Where a line of the data below has the string "FlavorReference", copy that line.

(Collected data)
_ _ _
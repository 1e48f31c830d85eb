use crate::chemistry::ML_PER_L;
use crate::error::RecipeError;
use crate::models::{FlavorProfile, FlavorReference};
use serde::Serialize;

/// Blend and concentrate plan driven by a flavor preset.
///
/// Source and diluent volumes are litres, the concentrate volume is mL and the
/// salt masses are grams.
#[derive(Serialize, Debug, Clone, Copy, PartialEq)]
pub struct FlavorRecipeResult {
    pub dilution_factor: f64,
    pub source_ratio: f64,
    pub source_volume_l: f64,
    pub diluent_volume_l: f64,
    pub concentrate_volume_ml: f64,
    pub mg_total_g: f64,
    pub ca_total_g: f64,
    pub gh_ppm: f64,
    pub estimated_tds_mg_l: f64,
}

impl FlavorRecipeResult {
    /// Check whether the plan can actually be mixed.
    ///
    /// A target KH above the reference source KH asks for more source water
    /// than the batch holds, which shows up as a negative diluent volume. The
    /// error reports the diluent in mL and the concentrate as the booster
    /// volume, matching [`super::calculator::RecipeResult::check_feasible`].
    pub fn check_feasible(&self) -> Result<(), RecipeError> {
        let volumes_ok = self.diluent_volume_l.is_finite()
            && self.concentrate_volume_ml.is_finite()
            && self.diluent_volume_l >= 0.0
            && self.concentrate_volume_ml >= 0.0;
        if volumes_ok {
            Ok(())
        } else {
            Err(RecipeError::InfeasibleRecipe {
                diluent_volume_ml: self.diluent_volume_l * ML_PER_L,
                booster_total_ml: self.concentrate_volume_ml,
            })
        }
    }

    pub fn is_feasible(&self) -> bool {
        self.check_feasible().is_ok()
    }
}

/// Compute a flavor-preset recipe.
///
/// The source water is diluted by `reference.source_kh_ppm / target_kh_ppm`,
/// and the source share of the batch is the inverse of that factor. This is
/// the same idea as [`super::calculator::dilution_fraction`] taken the other
/// way round, which rounds differently, so the two are kept apart.
///
/// GH is `(mg + ca concentration) * dose_per_liter_ml` and does not scale with
/// `batch_volume_l`: the per-litre dose already normalises it. The salt masses
/// (`mg_total_g`, `ca_total_g`) do scale with the batch.
///
/// # Errors
/// `RecipeError::DivisionByZero` when `target_kh_ppm <= 0` or
/// `reference.source_kh_ppm <= 0`.
pub fn compute_flavor_recipe(
    flavor: &FlavorProfile,
    target_kh_ppm: f64,
    batch_volume_l: f64,
    dose_per_liter_ml: f64,
    reference: &FlavorReference,
) -> Result<FlavorRecipeResult, RecipeError> {
    if target_kh_ppm.is_nan() || target_kh_ppm <= 0.0 {
        return Err(RecipeError::DivisionByZero {
            input: "target KH",
            value: target_kh_ppm,
        });
    }
    if reference.source_kh_ppm.is_nan() || reference.source_kh_ppm <= 0.0 {
        return Err(RecipeError::DivisionByZero {
            input: "reference source KH",
            value: reference.source_kh_ppm,
        });
    }

    let dilution_factor = reference.source_kh_ppm / target_kh_ppm;
    let source_ratio = 1.0 / dilution_factor;

    let source_volume_l = source_ratio * batch_volume_l;
    let diluent_volume_l = (1.0 - source_ratio) * batch_volume_l;
    let concentrate_volume_ml = dose_per_liter_ml * batch_volume_l;

    let mg_total_g = flavor.mg_concentration_g_per_l * batch_volume_l;
    let ca_total_g = flavor.ca_concentration_g_per_l * batch_volume_l;

    let gh_ppm =
        (flavor.mg_concentration_g_per_l + flavor.ca_concentration_g_per_l) * dose_per_liter_ml;
    let estimated_tds_mg_l = source_ratio * reference.source_tds_mg_l + gh_ppm;

    tracing::trace!(
        flavor = flavor.name,
        dilution_factor,
        gh_ppm,
        estimated_tds_mg_l,
        "computed flavor recipe"
    );

    Ok(FlavorRecipeResult {
        dilution_factor,
        source_ratio,
        source_volume_l,
        diluent_volume_l,
        concentrate_volume_ml,
        mg_total_g,
        ca_total_g,
        gh_ppm,
        estimated_tds_mg_l,
    })
}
_ _ _
→ **Output for this task**:
use crate::models::{FlavorProfile, FlavorReference};
    reference: &FlavorReference,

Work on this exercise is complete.